Le Monde des religions, septembre-octobre 2008 —
Comme son nom l’indique, la Déclaration des droits de l’homme se veut universelle, c’est-à-dire qu’elle entend s’appuyer sur un fondement naturel et rationnel qui transcende toutes les considérations culturelles particulières : quels que soient leur lieu de naissance, leur sexe ou leur religion, tous les êtres humains ont droit au respect de leur intégrité physique, d’exprimer librement leurs convictions, de vivre décemment, de travailler, d’être éduqué et soigné. Cette visée universaliste étant née au XVIIIe siècle dans la mouvance des Lumières européennes, certains pays expriment depuis une vingtaine d’années de sérieuses réserves sur le caractère universel des droits humains. Il s’agit surtout de pays d’Asie et d’Afrique qui ont été victimes de la colonisation et qui assimilent l’universalité des droits de l’homme à une posture colonialiste : après avoir imposé sa domination politique et économique, l’Occident entend imposer ses valeurs au reste du monde. Ces États s’appuient sur la notion de diversité culturelle pour défendre l’idée d’un relativisme des droits humains. Ceux-ci varient en fonction de la tradition ou de la culture de chaque pays. On peut comprendre un tel raisonnement, mais il ne faut pas être dupe. Il arrange terriblement les dictatures et permet de faire perdurer des pratiques de domination des traditions sur l’individu : domination de la femme sous mille formes (excision, mise à mort en cas d’adultère, mise sous tutelle par le père ou le mari), travail précoce des enfants, interdiction de changer de religion, etc. Ceux qui récusent l’universalité des droits humains l’ont bien compris : c’est bien en effet l’émancipation de l’individu à l’égard du groupe que permet l’application de ces droits. Or quel individu n’aspire-t-il au respect de son intégrité physique et morale ? L’intérêt du collectif n’est pas toujours celui de l’individu et c’est ici que se joue un choix de civilisation fondamental.
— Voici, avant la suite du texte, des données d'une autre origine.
//! Turtle and N-Triples implementation on top of rio

use super::{ParseError, ParseResult, SerializeResult};
use crate::rdf::types::XSD_STRING;
use crate::rdf::{BlankNode, Literal, NamedNode, RdfObject, RdfPredicate, RdfSubject, Triple};
use rio_api::formatter::TriplesFormatter;
use rio_api::model;
use rio_api::parser::TriplesParser;
use rio_turtle::{NTriplesFormatter, NTriplesParser, TurtleError, TurtleFormatter, TurtleParser};
use std::io::BufRead;

/// Parse a Turtle document
pub(super) fn parse_turtle<R: BufRead>(reader: R) -> ParseResult<Vec<Triple>> {
    collect(TurtleParser::new(reader, None))
}

/// Parse an N-Triples document
pub(super) fn parse_ntriples<R: BufRead>(reader: R) -> ParseResult<Vec<Triple>> {
    collect(NTriplesParser::new(reader))
}

/// Serialize triples as Turtle
pub(super) fn format_turtle<'a, I>(triples: I) -> SerializeResult<Vec<u8>>
where
    I: IntoIterator<Item = &'a Triple>,
{
    let mut formatter = TurtleFormatter::new(Vec::new());
    for triple in triples {
        format_triple(&mut formatter, triple)?;
    }
    Ok(formatter.finish()?)
}

/// Serialize triples as N-Triples
pub(super) fn format_ntriples<'a, I>(triples: I) -> SerializeResult<Vec<u8>>
where
    I: IntoIterator<Item = &'a Triple>,
{
    let mut formatter = NTriplesFormatter::new(Vec::new());
    for triple in triples {
        format_triple(&mut formatter, triple)?;
    }
    Ok(formatter.finish()?)
}

fn collect<P>(mut parser: P) -> ParseResult<Vec<Triple>>
where
    P: TriplesParser<Error = TurtleError>,
{
    let mut triples = Vec::new();
    parser.parse_all(&mut |t| -> ParseResult<()> {
        triples.push(Triple::new(
            convert_subject(t.subject)?,
            convert_predicate(t.predicate)?,
            convert_object(t.object)?,
        ));
        Ok(())
    })?;
    Ok(triples)
}

fn format_triple<F: TriplesFormatter>(formatter: &mut F, triple: &Triple) -> Result<(), F::Error> {
    let subject = match &triple.subject {
        RdfSubject::NamedNode(n) => model::Subject::NamedNode(model::NamedNode { iri: n.as_str() }),
        RdfSubject::BlankNode(b) => model::Subject::BlankNode(model::BlankNode { id: b.as_str() }),
    };
    let predicate = model::NamedNode {
        iri: triple.predicate.as_str(),
    };

    // Owned datatype must outlive the borrowed rio literal
    let datatype = triple.object.as_literal().map(Literal::datatype);
    let object = match &triple.object {
        RdfObject::NamedNode(n) => model::Term::NamedNode(model::NamedNode { iri: n.as_str() }),
        RdfObject::BlankNode(b) => model::Term::BlankNode(model::BlankNode { id: b.as_str() }),
        RdfObject::Literal(l) => {
            let literal = match (l.language(), &datatype) {
                (Some(language), _) => model::Literal::LanguageTaggedString {
                    value: l.value(),
                    language,
                },
                (None, Some(dt)) if dt.as_str() != XSD_STRING => model::Literal::Typed {
                    value: l.value(),
                    datatype: model::NamedNode { iri: dt.as_str() },
                },
                _ => model::Literal::Simple { value: l.value() },
            };
            model::Term::Literal(literal)
        }
    };

    formatter.format(&model::Triple {
        subject,
        predicate,
        object,
    })
}

fn convert_subject(s: model::Subject) -> ParseResult<RdfSubject> {
    match s {
        model::Subject::NamedNode(n) => Ok(RdfSubject::NamedNode(
            NamedNode::new(n.iri).map_err(|e| ParseError::Parse(e.to_string()))?,
        )),
        model::Subject::BlankNode(b) => Ok(RdfSubject::BlankNode(
            BlankNode::from_id(b.id).map_err(|e| ParseError::Parse(e.to_string()))?,
        )),
        _ => Err(ParseError::Parse("Unsupported subject type".to_string())),
    }
}

fn convert_predicate(p: model::NamedNode) -> ParseResult<RdfPredicate> {
    RdfPredicate::new(p.iri).map_err(|e| ParseError::Parse(e.to_string()))
}

fn convert_object(o: model::Term) -> ParseResult<RdfObject> {
    match o {
        model::Term::NamedNode(n) => Ok(RdfObject::NamedNode(
            NamedNode::new(n.iri).map_err(|e| ParseError::Parse(e.to_string()))?,
        )),
        model::Term::BlankNode(b) => Ok(RdfObject::BlankNode(
            BlankNode::from_id(b.id).map_err(|e| ParseError::Parse(e.to_string()))?,
        )),
        model::Term::Literal(model::Literal::Simple { value }) => {
            Ok(RdfObject::Literal(Literal::new_simple_literal(value)))
        }
        model::Term::Literal(model::Literal::LanguageTaggedString { value, language }) => {
            Literal::new_language_tagged_literal(value, language)
                .map(RdfObject::Literal)
                .map_err(|e| ParseError::Parse(e.to_string()))
        }
        model::Term::Literal(model::Literal::Typed { value, datatype }) => {
            let dt = NamedNode::new(datatype.iri).map_err(|e| ParseError::Parse(e.to_string()))?;
            Ok(RdfObject::Literal(Literal::new_typed_literal(value, dt)))
        }
        _ => Err(ParseError::Parse("Unsupported object type".to_string())),
    }
}
//! RDF support for the P-LOD API
//!
//! This module implements the triple store the resolver reads from:
//! - RDF triples (subject-predicate-object) over oxrdf terms
//! - an insertion-ordered, indexed in-memory store
//! - Turtle and N-Triples parsing and serialization
//! - namespace prefixes for compact IRI notation
//!
//! # Example
//!
//! ```rust
//! use plod_api::rdf::{RdfStore, Triple, NamedNode, Literal, RdfPredicate};
//!
//! let mut store = RdfStore::new();
//!
//! let subject = NamedNode::new("urn:p-lod:id:pompeii").unwrap();
//! let predicate = RdfPredicate::new("http://www.w3.org/2000/01/rdf-schema#label").unwrap();
//! let object = Literal::new_simple_literal("Pompeii");
//!
//! let triple = Triple::new(subject.clone().into(), predicate, object.into());
//! store.insert(triple).unwrap();
//!
//! let results = store.triples_with_subject(&subject.into());
//! assert_eq!(results.len(), 1);
//! ```

mod namespace;
mod serialization;
mod store;
mod types;

pub use types::{
    BlankNode, Literal, NamedNode, RdfError, RdfObject, RdfPredicate, RdfResult, RdfSubject,
    Triple, XSD_STRING,
};

pub use store::{RdfStore, RdfStoreError, RdfStoreResult};

pub use namespace::{NamespaceManager, PrefixError, PrefixResult, PLOD, RDF, RDFS};

pub use serialization::{
    ParseError, ParseResult, RdfFormat, RdfParser, RdfSerializer, SerializeError,
    SerializeResult,
};

#[cfg(test)]
mod tests {
    use super::*;

    #[test]
    fn test_rdf_module_exports() {
        let store: RdfStore = RdfStore::new();
        assert!(store.is_empty());
        let ns_mgr = NamespaceManager::new();
        assert_eq!(ns_mgr.get_iri("p-lod").unwrap(), PLOD);
    }
}
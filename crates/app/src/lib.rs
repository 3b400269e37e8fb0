//! LED bank application
//!
//! The controller which drives the channel bank over a [`Transport`], records the sent
//! packets and replays them back.

use std::{fmt::Display, path::PathBuf, time::Duration};

pub use ledbank_core as core;
pub use ledbank_core::{Error as LedbankError, Result as LedbankResult, Severity, Transport};

pub use crate::{
    command::{Command, Selection},
    controller::{BulkSend, Controller, Mode},
    pacer::{CancelToken, Pacer, ThreadPacer},
    recorder::SessionRecorder,
    replay::ReplayPlayer,
};

mod command;
mod controller;
mod pacer;
mod recorder;
mod replay;

/// Default ceiling file name.
pub const DEFAULT_CONFIG_PATH: &str = "led_config.cfg";
/// Default pause between bulk send iterations.
pub const DEFAULT_INTERVAL: Duration = Duration::from_secs(1);

/// A global application configuration.
#[derive(Debug, Clone, PartialEq, Eq)]
pub struct Settings {
    /// Ceiling file used by `save` and `load` without an explicit path.
    pub config_path: PathBuf,
    /// Pause after each packet of a bulk send.
    pub interval: Duration,
}

impl Default for Settings {
    fn default() -> Self {
        Self {
            config_path: PathBuf::from(DEFAULT_CONFIG_PATH),
            interval: DEFAULT_INTERVAL,
        }
    }
}

/// Human readable outcome of a command.
#[derive(Debug, Clone, PartialEq, Eq)]
pub struct Report {
    pub severity: Severity,
    pub message: String,
}

impl Report {
    pub fn info(message: impl Into<String>) -> Self {
        Self {
            severity: Severity::Info,
            message: message.into(),
        }
    }

    pub fn warning(message: impl Into<String>) -> Self {
        Self {
            severity: Severity::Warning,
            message: message.into(),
        }
    }

    pub fn error(message: impl Into<String>) -> Self {
        Self {
            severity: Severity::Error,
            message: message.into(),
        }
    }
}

impl From<LedbankError> for Report {
    fn from(err: LedbankError) -> Self {
        Self {
            severity: err.severity(),
            message: err.to_string(),
        }
    }
}

impl Display for Report {
    fn fmt(&self, f: &mut std::fmt::Formatter<'_>) -> std::fmt::Result {
        write!(f, "[{}] {}", self.severity, self.message)
    }
}
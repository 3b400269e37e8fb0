//! Interactive shell helpers.

use std::io::{BufRead, Write};

use ledbank_app::{Command, LedbankResult};

pub const PROMPT: &str = "> ";

pub const HELP: &str = "\
Commands:
  <Enter> | next               generate random intensities and send them,
                               in replay mode send the next recorded frame
  setcom <port>                open the serial port
  ls                           list channels
  set l<id>|<peak> <value>     set channel intensity
  seta <value>                 set intensity of all channels
  setm l<id>|<peak> <value>    set channel max intensity
  setma <value>                set max intensity of all channels
  lock l<id>... | all          lock channels
  unlock l<id>... | all        unlock channels
  random                       generate random intensities
  send                         send current intensities
  do <n>                       generate and send n times
  save [file]                  save max intensities
  load [file]                  load max intensities
  rec start <file> | stop      record sent packets
  replay start <file> | stop   replay recorded packets
  help                         show this message
  cls                          clear the screen
  exit | quit                  leave the shell";

/// A single line entered in the shell.
#[derive(Debug, PartialEq)]
pub enum Input {
    Help,
    Clear,
    Exit,
    Command(Command),
}

impl Input {
    pub fn parse(line: &str) -> LedbankResult<Self> {
        Ok(match line.trim() {
            "help" => Self::Help,
            "cls" => Self::Clear,
            "exit" | "quit" => Self::Exit,
            other => Self::Command(other.parse()?),
        })
    }
}

/// Prints the prompt and reads the next line.
///
/// Returns `None` at the end of input.
pub fn read_line(
    input: &mut impl BufRead,
    output: &mut impl Write,
) -> std::io::Result<Option<String>> {
    output.write_all(PROMPT.as_bytes())?;
    output.flush()?;

    let mut line = String::new();
    if input.read_line(&mut line)? == 0 {
        return Ok(None);
    }
    Ok(Some(line))
}

/// Clears the terminal and moves the cursor home.
pub fn clear_screen(output: &mut impl Write) -> std::io::Result<()> {
    output.write_all(b"\x1B[2J\x1B[1;1H")?;
    output.flush()
}

#[cfg(test)]
mod tests {
    use super::*;

    #[test]
    fn test_parse_shell_input() {
        assert_eq!(Input::parse("help\n").unwrap(), Input::Help);
        assert_eq!(Input::parse("cls").unwrap(), Input::Clear);
        assert_eq!(Input::parse(" quit ").unwrap(), Input::Exit);
        assert_eq!(Input::parse("exit").unwrap(), Input::Exit);
        assert_eq!(Input::parse("\n").unwrap(), Input::Command(Command::Step));
        assert_eq!(Input::parse("send").unwrap(), Input::Command(Command::Send));
        assert!(Input::parse("frobnicate").is_err());
    }

    #[test]
    fn test_read_line() {
        let mut input = "ls\nsend".as_bytes();
        let mut output = Vec::new();

        let line = read_line(&mut input, &mut output).unwrap();
        assert_eq!(line.as_deref(), Some("ls\n"));
        let line = read_line(&mut input, &mut output).unwrap();
        assert_eq!(line.as_deref(), Some("send"));
        assert_eq!(read_line(&mut input, &mut output).unwrap(), None);
        assert_eq!(output, b"> > > ");
    }
}
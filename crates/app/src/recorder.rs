//! Appends transmitted packets to a text log.

use std::{
    fs::File,
    io::Write,
    path::{Path, PathBuf},
};

use ledbank_core::{proto::format_for_log, Error, Packet, Result};

/// Records every successfully sent packet while active.
#[derive(Debug, Default)]
pub struct SessionRecorder {
    session: Option<Recording>,
}

#[derive(Debug)]
struct Recording {
    path: PathBuf,
    file: File,
    frames: usize,
}

impl SessionRecorder {
    pub fn new() -> Self {
        Self::default()
    }

    /// Starts a new recording, truncating the file.
    ///
    /// A recording which is already active is closed first.
    pub fn start(&mut self, path: impl AsRef<Path>) -> Result<()> {
        self.stop();

        let path = path.as_ref();
        let file = File::create(path).map_err(Error::io(path))?;
        log::info!("Started recording to {}", path.display());
        self.session = Some(Recording {
            path: path.to_owned(),
            file,
            frames: 0,
        });
        Ok(())
    }

    /// Stops the recording and returns the path of the closed file.
    ///
    /// Returns `None` if the recording has not been started.
    pub fn stop(&mut self) -> Option<PathBuf> {
        let mut session = self.session.take()?;
        if let Err(err) = session.file.flush() {
            log::warn!("Unable to flush {}: {err}", session.path.display());
        }
        log::info!(
            "Stopped recording to {}, {} frames written",
            session.path.display(),
            session.frames
        );
        Some(session.path)
    }

    /// Appends the packet to the log if the recording is active.
    pub fn record_if_active(&mut self, packet: &Packet) -> Result<()> {
        let Some(session) = self.session.as_mut() else {
            return Ok(());
        };

        let line = format_for_log(packet);
        session
            .file
            .write_all(line.as_bytes())
            .and_then(|()| session.file.flush())
            .map_err(Error::io(&session.path))?;
        session.frames += 1;
        Ok(())
    }

    pub fn is_active(&self) -> bool {
        self.session.is_some()
    }

    pub fn path(&self) -> Option<&Path> {
        self.session.as_ref().map(|session| session.path.as_path())
    }

    /// Returns the number of frames written in the current recording.
    pub fn frames_written(&self) -> usize {
        self.session.as_ref().map_or(0, |session| session.frames)
    }
}
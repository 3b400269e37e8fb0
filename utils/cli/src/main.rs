use std::{io::Write, path::PathBuf, time::Duration};

use clap::{CommandFactory, Parser, Subcommand};
use ledbank_app::{Command, Controller, Report, Settings, DEFAULT_CONFIG_PATH};
use ledbank_cli::{clear_screen, read_line, Input, HELP};
use ledbank_serial::{SerialTransport, DEFAULT_BAUD_RATE};

/// LED bank control utility
///
/// An interactive shell which drives the 30 channel LED bank over a serial port
#[derive(Debug, Parser)]
#[command(author, version, about, long_about = None)]
#[command(propagate_version = false)]
struct Cli {
    /// Serial port to open at start-up
    #[arg(short, long)]
    port: Option<String>,
    /// Max intensities file used by `save` and `load` without arguments
    #[arg(short, long, value_name = "FILE", default_value = DEFAULT_CONFIG_PATH)]
    config: PathBuf,
    /// Pause between packets of the `do` command
    #[arg(long = "interval-ms", default_value = "1000", value_name = "MS")]
    interval_ms: u64,
    /// Load max intensities from the config file at start-up
    #[arg(long)]
    load: bool,
    /// Print every sent packet
    #[arg(short, long)]
    verbose: bool,
    #[command(subcommand)]
    command: Option<CliCommand>,
}

#[derive(Debug, Subcommand)]
enum CliCommand {
    /// Generate shell completions
    Completions {
        /// The shell to generate the completions for
        #[arg(value_enum)]
        shell: clap_complete_command::Shell,
    },
}

fn main() -> anyhow::Result<()> {
    let cli = Cli::parse();
    if let Some(CliCommand::Completions { shell }) = cli.command {
        shell.generate(&mut Cli::command(), &mut std::io::stdout());
        return Ok(());
    }

    let default_filter = if cli.verbose { "debug" } else { "info" };
    env_logger::Builder::from_env(env_logger::Env::default().default_filter_or(default_filter))
        .init();

    let settings = Settings {
        config_path: cli.config,
        interval: Duration::from_millis(cli.interval_ms),
    };
    let mut controller = Controller::new(SerialTransport::new(DEFAULT_BAUD_RATE), settings);
    match SerialTransport::available_ports() {
        Ok(ports) if !ports.is_empty() => log::info!("Available ports: {}", ports.join(", ")),
        Ok(_) => log::info!("No serial ports found"),
        Err(err) => log::warn!("{err}"),
    }

    if let Some(port) = cli.port {
        print_report(&controller.execute(Command::SetPort(port)));
    }
    if cli.load {
        print_report(&controller.execute(Command::Load(None)));
    }
    println!("Type `help` for the list of commands");

    let stdin = std::io::stdin();
    let mut input = stdin.lock();
    let mut stdout = std::io::stdout();
    while let Some(line) = read_line(&mut input, &mut stdout)? {
        match Input::parse(&line) {
            Ok(Input::Help) => println!("{HELP}"),
            Ok(Input::Clear) => clear_screen(&mut stdout)?,
            Ok(Input::Exit) => break,
            Ok(Input::Command(command)) => print_report(&controller.execute(command)),
            Err(err) => print_report(&Report::from(err)),
        }
        stdout.flush()?;
    }

    controller.shutdown();
    log::info!("Bye");
    Ok(())
}

fn print_report(report: &Report) {
    println!("{report}");
}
Par contre, il est parfaitement légitime de reprocher aux gouvernements occidentaux de ne pas toujours mettre en pratique ce qu’ils prônent ! La légitimité des droits humains serait infiniment plus forte si les démocraties étaient exemplaires. Or, pour ne prendre qu’un seul exemple, la manière dont l’armée américaine a traité les prisonniers irakiens ou ceux de Guantanamo (torture, absence de jugements, viols, humiliations) a fait perdre tout crédit moral à l’Occident aux yeux de nombreuses populations à qui nous donnons des leçons sur les droits de l’homme. Il nous est reproché, et à juste titre, que c’est au nom de la défense de valeurs comme la démocratie que les États-Unis et leurs alliés ont envahi l’Irak, alors que seules comptaient les raisons économiques. On peut aussi critiquer nos sociétés occidentales actuelles qui pèchent par excès d’individualisme. Le sens du bien commun y a en grande partie disparu, ce qui pose des problèmes de cohésion sociale. Mais entre ce défaut et celui d’une société où l’individu est totalement soumis à l’autorité du groupe et de la tradition, qui choisirait vraiment le second ? Le respect des droits fondamentaux de la personne me semble un acquis incontournable et sa visée universelle légitime. Reste ensuite à trouver une application harmonieuse de ces droits dans des cultures encore profondément marqués au sceau de la tradition, notamment religieuse, ce qui n’est pas toujours facile. Pourtant, à y regarder de plus près, chaque culture possède de façon endogène un fondement aux droits humains, ne serait-ce qu’à travers la fameuse règle d’or, écrite par Confucius il y a 2500 ans et inscrite d’une manière ou d’une autre au cœur de toutes les civilisations de l’humanité : « Ne fais pas à autrui ce que tu ne veux pas qu’on te fasse à toi-même. »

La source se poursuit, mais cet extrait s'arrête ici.